For years, marketing was the first thing I dropped when I got busy. Mostly because I didn’t know what to put out there — and to be honest, I didn’t really like the task.
Then I set one commitment: publishing a weekly newsletter. Once that felt manageable, I added more layers, one at a time, only when I was ready. These days, I have a fixed slot on my calendar for content marketing, and I actually look forward to it.
The change starts with how you position marketing in your business: a non-negotiable activity — not something you'll get to only when things calm down.
You don't need to figure it all out by Friday. You need one thing you can commit to and the patience to build from there.
If you're ready to build that first layer (and the ones that follow), Slow Summer Club is for you. We start on 16 April. Details here.

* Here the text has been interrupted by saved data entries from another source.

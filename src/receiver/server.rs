//! Main AirTunes receiver implementation

use std::net::SocketAddr;
use std::sync::Arc;

use tokio::io::{AsyncReadExt, AsyncWriteExt};
use tokio::net::{TcpListener, TcpStream};
use tokio::sync::mpsc;
use tokio::task::JoinHandle;
use tokio_util::sync::CancellationToken;

use super::config::ReceiverConfig;
use super::decoder::DecoderRegistry;
use super::events::ReceiverEvent;
use super::session_manager::{ConnectionContext, HandleOutcome, SessionController};
use crate::protocol::crypto::ServerKey;
use crate::protocol::rtsp::{RtspServerCodec, encode_response};

/// Read buffer for control connections
const READ_BUFFER_SIZE: usize = 4096;

/// RAOP receiver: RTSP listener plus the session controller behind it
pub struct AirTunesReceiver {
    config: ReceiverConfig,
    key: Arc<ServerKey>,
    decoders: DecoderRegistry,
    event_tx: mpsc::UnboundedSender<ReceiverEvent>,
    event_rx: Option<mpsc::UnboundedReceiver<ReceiverEvent>>,
    running: Option<Running>,
}

struct Running {
    controller: SessionController,
    local_addr: SocketAddr,
    shutdown: CancellationToken,
    accept_task: JoinHandle<()>,
}

impl AirTunesReceiver {
    /// Create a receiver; nothing is bound until [`start`](Self::start)
    #[must_use]
    pub fn new(config: ReceiverConfig, key: Arc<ServerKey>) -> Self {
        let (event_tx, event_rx) = mpsc::unbounded_channel();

        Self {
            config,
            key,
            decoders: DecoderRegistry::default(),
            event_tx,
            event_rx: Some(event_rx),
            running: None,
        }
    }

    /// Replace the decoder registry
    #[must_use]
    pub fn with_decoders(mut self, decoders: DecoderRegistry) -> Self {
        self.decoders = decoders;
        self
    }

    /// Take the event channel; only the first call returns it
    pub fn take_events(&mut self) -> Option<mpsc::UnboundedReceiver<ReceiverEvent>> {
        self.event_rx.take()
    }

    /// Configuration
    #[must_use]
    pub fn config(&self) -> &ReceiverConfig {
        &self.config
    }

    /// Bound RTSP address while running
    #[must_use]
    pub fn local_addr(&self) -> Option<SocketAddr> {
        self.running.as_ref().map(|r| r.local_addr)
    }

    /// Listening
    #[must_use]
    pub fn is_running(&self) -> bool {
        self.running.is_some()
    }

    /// Session controller while running
    #[must_use]
    pub fn controller(&self) -> Option<&SessionController> {
        self.running.as_ref().map(|r| &r.controller)
    }

    /// Bind the RTSP port and start accepting
    ///
    /// # Errors
    ///
    /// Returns `ReceiverError::AlreadyRunning` on a second call, or
    /// `ReceiverError::Bind` if the port is taken.
    pub async fn start(&mut self) -> Result<SocketAddr, ReceiverError> {
        if self.running.is_some() {
            return Err(ReceiverError::AlreadyRunning);
        }

        let bind_addr = SocketAddr::new(self.config.bind_address, self.config.port);
        let listener = TcpListener::bind(bind_addr)
            .await
            .map_err(|source| ReceiverError::Bind { addr: bind_addr, source })?;
        let local_addr = listener.local_addr()?;

        let controller = SessionController::new(
            self.config.clone(),
            self.key.clone(),
            self.decoders.clone(),
            self.event_tx.clone(),
        );
        let shutdown = CancellationToken::new();

        let accept_task = tokio::spawn(accept_loop(listener, controller.clone(), shutdown.clone()));

        tracing::info!(
            "{} listening on {} ({})",
            self.config.name,
            local_addr,
            self.config.service_name()
        );
        controller.emit(ReceiverEvent::Started {
            name: self.config.name.clone(),
            port: local_addr.port(),
        });

        self.running = Some(Running {
            controller,
            local_addr,
            shutdown,
            accept_task,
        });
        Ok(local_addr)
    }

    /// Stop accepting, drop every connection and tear down the session
    ///
    /// # Errors
    ///
    /// Returns `ReceiverError::Io` if the accept task panicked.
    pub async fn stop(&mut self) -> Result<(), ReceiverError> {
        let Some(running) = self.running.take() else {
            return Ok(());
        };

        running.shutdown.cancel();
        running.controller.force_disconnect().await;
        if let Err(e) = running.accept_task.await {
            if e.is_panic() {
                return Err(ReceiverError::Io(std::io::Error::other(e.to_string())));
            }
        }

        tracing::info!("{} stopped", self.config.name);
        running.controller.emit(ReceiverEvent::Stopped);
        Ok(())
    }
}

impl Drop for AirTunesReceiver {
    fn drop(&mut self) {
        if let Some(running) = self.running.take() {
            running.shutdown.cancel();
        }
    }
}

impl std::fmt::Debug for AirTunesReceiver {
    fn fmt(&self, f: &mut std::fmt::Formatter<'_>) -> std::fmt::Result {
        f.debug_struct("AirTunesReceiver")
            .field("name", &self.config.name)
            .field("local_addr", &self.local_addr())
            .finish_non_exhaustive()
    }
}

async fn accept_loop(listener: TcpListener, controller: SessionController, shutdown: CancellationToken) {
    loop {
        tokio::select! {
            () = shutdown.cancelled() => break,
            result = listener.accept() => {
                match result {
                    Ok((stream, peer)) => {
                        let controller = controller.clone();
                        let shutdown = shutdown.clone();
                        tokio::spawn(async move {
                            if let Err(e) = handle_connection(stream, peer, controller, shutdown).await {
                                tracing::debug!("Connection {} ended with error: {}", peer, e);
                            }
                        });
                    }
                    Err(e) => {
                        tracing::error!("Accept error: {}", e);
                    }
                }
            }
        }
    }
}

/// Serve one control connection until it closes
async fn handle_connection(
    mut stream: TcpStream,
    peer: SocketAddr,
    controller: SessionController,
    shutdown: CancellationToken,
) -> Result<(), ReceiverError> {
    let local = stream.local_addr()?;
    let Some(conn) = controller.accept(peer, local).await else {
        // dropping the stream closes it
        return Ok(());
    };

    let result = serve(&mut stream, &conn, &controller, &shutdown).await;
    controller.disconnect(&conn).await;
    result
}

async fn serve(
    stream: &mut TcpStream,
    conn: &ConnectionContext,
    controller: &SessionController,
    shutdown: &CancellationToken,
) -> Result<(), ReceiverError> {
    let mut codec = RtspServerCodec::new();
    let mut buf = vec![0u8; READ_BUFFER_SIZE];

    loop {
        let n = tokio::select! {
            () = shutdown.cancelled() => return Ok(()),
            () = conn.close.cancelled() => {
                tracing::debug!("Closing connection {} on request", conn.id);
                return Ok(());
            }
            read = stream.read(&mut buf) => read?,
        };
        if n == 0 {
            return Ok(());
        }

        codec.feed(&buf[..n]);

        loop {
            let outcome = match codec.decode() {
                Ok(Some(request)) => controller.handle(conn, &request).await,
                Ok(None) => break,
                Err(e) => controller.reject_unparseable(conn, &e),
            };

            if write_outcome(stream, &outcome).await? {
                return Ok(());
            }
        }
    }
}

/// Write a response; true if the connection should now close
async fn write_outcome(stream: &mut TcpStream, outcome: &HandleOutcome) -> Result<bool, ReceiverError> {
    stream.write_all(&encode_response(&outcome.response)).await?;
    if outcome.close {
        stream.shutdown().await?;
    }
    Ok(outcome.close)
}

/// Receiver errors
#[derive(Debug, thiserror::Error)]
pub enum ReceiverError {
    /// Receiver already running
    #[error("Receiver already running")]
    AlreadyRunning,

    /// RTSP port could not be bound
    #[error("Failed to bind {addr}: {source}")]
    Bind {
        /// Requested address
        addr: SocketAddr,
        /// Underlying error
        #[source]
        source: std::io::Error,
    },

    /// IO error
    #[error("IO error: {0}")]
    Io(#[from] std::io::Error),
}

Have questions? Send them over, and I'll get back to you next time I check my emails (boundaries, right?)
Until next week,
Merve
The Solo Boss perspective
Here's how the Solo Boss team make sure marketing doesn't fall off their to-do list when things get busy in their own businesses:
“
Working on your business is as important as working in your business. So, from the start, I’ve always set aside time for my marketing. I’ve also reduced the time I spend on promoting my business by outsourcing some aspects of it (e.g. design), having a solid strategy and plan in place (so I know what to write about at any given time), and building up a large content library. This way, nothing falls by the wayside only because I’m busy.
— Denise
“
For a long time, I fell into the trap of only marketing my business when things got quiet. But that’s like trying to plant seeds when you’re already hungry. I told myself I was being ‘client-focused,’ but actually, I was just being short-sighted. Things changed when I started treating my own business as a priority client.
— Jonathan
|
|
Slow Summer Club
16 April – 4 June 2026
☀️ 8 live expert sessions
☀️ Practical workshops and Q&As
☀️ Access to replays, resources, and community
|
PS. Follow us on socials for inspiration, tips, and updates.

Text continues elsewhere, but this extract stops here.